YOUR ASSIGNMENT = Output every entry exactly, from the first line to the last.

═══

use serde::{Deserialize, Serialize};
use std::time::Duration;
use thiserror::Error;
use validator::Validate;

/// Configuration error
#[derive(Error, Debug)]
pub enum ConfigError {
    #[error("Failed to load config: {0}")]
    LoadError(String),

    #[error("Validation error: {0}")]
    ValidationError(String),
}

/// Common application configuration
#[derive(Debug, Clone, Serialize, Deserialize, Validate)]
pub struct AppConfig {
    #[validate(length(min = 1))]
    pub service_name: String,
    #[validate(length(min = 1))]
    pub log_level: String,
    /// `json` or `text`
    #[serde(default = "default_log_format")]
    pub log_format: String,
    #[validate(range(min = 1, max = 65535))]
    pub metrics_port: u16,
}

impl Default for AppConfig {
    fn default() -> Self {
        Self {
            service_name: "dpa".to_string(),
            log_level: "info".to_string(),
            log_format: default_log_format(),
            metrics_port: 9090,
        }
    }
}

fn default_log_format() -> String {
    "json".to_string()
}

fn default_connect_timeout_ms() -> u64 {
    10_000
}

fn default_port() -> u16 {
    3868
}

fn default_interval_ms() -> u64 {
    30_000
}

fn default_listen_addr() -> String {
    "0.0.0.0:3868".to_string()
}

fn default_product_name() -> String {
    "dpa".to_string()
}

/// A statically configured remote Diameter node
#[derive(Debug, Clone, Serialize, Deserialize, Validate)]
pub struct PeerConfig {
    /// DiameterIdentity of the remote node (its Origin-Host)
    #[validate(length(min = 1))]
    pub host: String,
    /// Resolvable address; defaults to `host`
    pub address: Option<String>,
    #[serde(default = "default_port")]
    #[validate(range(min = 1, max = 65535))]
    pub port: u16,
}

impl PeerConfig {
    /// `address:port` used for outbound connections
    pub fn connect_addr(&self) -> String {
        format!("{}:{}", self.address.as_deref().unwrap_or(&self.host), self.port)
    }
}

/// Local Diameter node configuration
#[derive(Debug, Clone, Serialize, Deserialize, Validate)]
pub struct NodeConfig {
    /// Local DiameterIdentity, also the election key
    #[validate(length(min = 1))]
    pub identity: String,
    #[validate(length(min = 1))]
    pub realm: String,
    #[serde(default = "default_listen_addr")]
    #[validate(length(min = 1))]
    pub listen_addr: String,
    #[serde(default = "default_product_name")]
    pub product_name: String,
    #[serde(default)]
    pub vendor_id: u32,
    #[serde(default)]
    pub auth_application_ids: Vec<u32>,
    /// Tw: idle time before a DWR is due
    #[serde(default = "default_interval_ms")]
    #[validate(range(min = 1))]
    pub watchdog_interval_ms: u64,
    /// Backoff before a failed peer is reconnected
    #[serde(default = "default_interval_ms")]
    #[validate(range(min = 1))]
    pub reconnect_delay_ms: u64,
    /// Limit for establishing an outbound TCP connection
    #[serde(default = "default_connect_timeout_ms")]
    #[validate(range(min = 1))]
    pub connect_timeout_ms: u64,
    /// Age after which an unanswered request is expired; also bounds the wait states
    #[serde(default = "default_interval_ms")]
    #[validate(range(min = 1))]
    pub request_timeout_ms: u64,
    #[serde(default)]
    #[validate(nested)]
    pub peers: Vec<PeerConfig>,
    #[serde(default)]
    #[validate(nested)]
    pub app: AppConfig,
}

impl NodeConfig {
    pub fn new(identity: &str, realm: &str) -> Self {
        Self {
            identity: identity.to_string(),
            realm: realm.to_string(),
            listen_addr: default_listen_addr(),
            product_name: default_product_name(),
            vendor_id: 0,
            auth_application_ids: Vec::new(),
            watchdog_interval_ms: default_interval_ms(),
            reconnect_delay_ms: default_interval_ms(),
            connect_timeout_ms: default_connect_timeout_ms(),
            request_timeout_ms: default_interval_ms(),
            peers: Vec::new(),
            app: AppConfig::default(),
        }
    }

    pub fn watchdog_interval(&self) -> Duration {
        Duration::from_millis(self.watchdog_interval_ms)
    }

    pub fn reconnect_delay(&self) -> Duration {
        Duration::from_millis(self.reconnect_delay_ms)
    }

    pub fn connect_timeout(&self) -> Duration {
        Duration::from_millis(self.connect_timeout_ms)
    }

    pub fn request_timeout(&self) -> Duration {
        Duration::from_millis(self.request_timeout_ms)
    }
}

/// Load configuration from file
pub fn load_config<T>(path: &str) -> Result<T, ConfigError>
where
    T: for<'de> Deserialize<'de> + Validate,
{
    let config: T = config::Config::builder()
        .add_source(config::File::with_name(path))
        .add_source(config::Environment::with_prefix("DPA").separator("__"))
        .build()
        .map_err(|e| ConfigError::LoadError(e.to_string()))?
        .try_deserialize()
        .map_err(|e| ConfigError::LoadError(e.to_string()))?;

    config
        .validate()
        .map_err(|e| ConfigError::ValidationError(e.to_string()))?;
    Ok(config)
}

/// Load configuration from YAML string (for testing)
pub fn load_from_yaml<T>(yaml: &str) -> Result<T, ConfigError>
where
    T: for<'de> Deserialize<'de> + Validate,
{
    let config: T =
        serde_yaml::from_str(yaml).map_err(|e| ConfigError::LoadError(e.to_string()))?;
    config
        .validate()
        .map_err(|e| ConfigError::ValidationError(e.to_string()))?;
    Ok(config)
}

═══

ANSWER SPACE =
use serde::{Deserialize, Serialize};
use std::time::Duration;
use thiserror::Error;
use validator::Validate;

/// Configuration error
#[derive(Error, Debug)]
pub enum ConfigError {
    #[error("Failed to load config: {0}")]
    LoadError(String),

    #[error("Validation error: {0}")]
    ValidationError(String),
}

/// Common application configuration
#[derive(Debug, Clone, Serialize, Deserialize, Validate)]
pub struct AppConfig {
    #[validate(length(min = 1))]
    pub service_name: String,
    #[validate(length(min = 1))]
    pub log_level: String,
    /// `json` or `text`
    #[serde(default = "default_log_format")]
    pub log_format: String,
    #[validate(range(min = 1, max = 65535))]
    pub metrics_port: u16,
}

impl Default for AppConfig {
    fn default() -> Self {
        Self {
            service_name: "dpa".to_string(),
            log_level: "info".to_string(),
            log_format: default_log_format(),
            metrics_port: 9090,
        }
    }
}

fn default_log_format() -> String {
    "json".to_string()
}

fn default_connect_timeout_ms() -> u64 {
    10_000
}

fn default_port() -> u16 {
    3868
}

fn default_interval_ms() -> u64 {
    30_000
}

fn default_listen_addr() -> String {
    "0.0.0.0:3868".to_string()
}

fn default_product_name() -> String {
    "dpa".to_string()
}

/// A statically configured remote Diameter node
#[derive(Debug, Clone, Serialize, Deserialize, Validate)]
pub struct PeerConfig {
    /// DiameterIdentity of the remote node (its Origin-Host)
    #[validate(length(min = 1))]
    pub host: String,
    /// Resolvable address; defaults to `host`
    pub address: Option<String>,
    #[serde(default = "default_port")]
    #[validate(range(min = 1, max = 65535))]
    pub port: u16,
}

impl PeerConfig {
    /// `address:port` used for outbound connections
    pub fn connect_addr(&self) -> String {
        format!("{}:{}", self.address.as_deref().unwrap_or(&self.host), self.port)
    }
}

/// Local Diameter node configuration
#[derive(Debug, Clone, Serialize, Deserialize, Validate)]
pub struct NodeConfig {
    /// Local DiameterIdentity, also the election key
    #[validate(length(min = 1))]
    pub identity: String,
    #[validate(length(min = 1))]
    pub realm: String,
    #[serde(default = "default_listen_addr")]
    #[validate(length(min = 1))]
    pub listen_addr: String,
    #[serde(default = "default_product_name")]
    pub product_name: String,
    #[serde(default)]
    pub vendor_id: u32,
    #[serde(default)]
    pub auth_application_ids: Vec<u32>,
    /// Tw: idle time before a DWR is due
    #[serde(default = "default_interval_ms")]
    #[validate(range(min = 1))]
    pub watchdog_interval_ms: u64,
    /// Backoff before a failed peer is reconnected
    #[serde(default = "default_interval_ms")]
    #[validate(range(min = 1))]
    pub reconnect_delay_ms: u64,
    /// Limit for establishing an outbound TCP connection
    #[serde(default = "default_connect_timeout_ms")]
    #[validate(range(min = 1))]
    pub connect_timeout_ms: u64,
    /// Age after which an unanswered request is expired; also bounds the wait states
    #[serde(default = "default_interval_ms")]
    #[validate(range(min = 1))]
    pub request_timeout_ms: u64,
    #[serde(default)]
    #[validate(nested)]
    pub peers: Vec<PeerConfig>,
    #[serde(default)]
    #[validate(nested)]
    pub app: AppConfig,
}

impl NodeConfig {
    pub fn new(identity: &str, realm: &str) -> Self {
        Self {
            identity: identity.to_string(),
            realm: realm.to_string(),
            listen_addr: default_listen_addr(),
            product_name: default_product_name(),
            vendor_id: 0,
            auth_application_ids: Vec::new(),
            watchdog_interval_ms: default_interval_ms(),
            reconnect_delay_ms: default_interval_ms(),
            connect_timeout_ms: default_connect_timeout_ms(),
            request_timeout_ms: default_interval_ms(),
            peers: Vec::new(),
            app: AppConfig::default(),
        }
    }

    pub fn watchdog_interval(&self) -> Duration {
        Duration::from_millis(self.watchdog_interval_ms)
    }

    pub fn reconnect_delay(&self) -> Duration {
        Duration::from_millis(self.reconnect_delay_ms)
    }

    pub fn connect_timeout(&self) -> Duration {
        Duration::from_millis(self.connect_timeout_ms)
    }

    pub fn request_timeout(&self) -> Duration {
        Duration::from_millis(self.request_timeout_ms)
    }
}

/// Load configuration from file
pub fn load_config<T>(path: &str) -> Result<T, ConfigError>
where
    T: for<'de> Deserialize<'de> + Validate,
{
    let config: T = config::Config::builder()
        .add_source(config::File::with_name(path))
        .add_source(config::Environment::with_prefix("DPA").separator("__"))
        .build()
        .map_err(|e| ConfigError::LoadError(e.to_string()))?
        .try_deserialize()
        .map_err(|e| ConfigError::LoadError(e.to_string()))?;

    config
        .validate()
        .map_err(|e| ConfigError::ValidationError(e.to_string()))?;
    Ok(config)
}

/// Load configuration from YAML string (for testing)
pub fn load_from_yaml<T>(yaml: &str) -> Result<T, ConfigError>
where
    T: for<'de> Deserialize<'de> + Validate,
{
    let config: T =
        serde_yaml::from_str(yaml).map_err(|e| ConfigError::LoadError(e.to_string()))?;
    config
        .validate()
        .map_err(|e| ConfigError::ValidationError(e.to_string()))?;
    Ok(config)
}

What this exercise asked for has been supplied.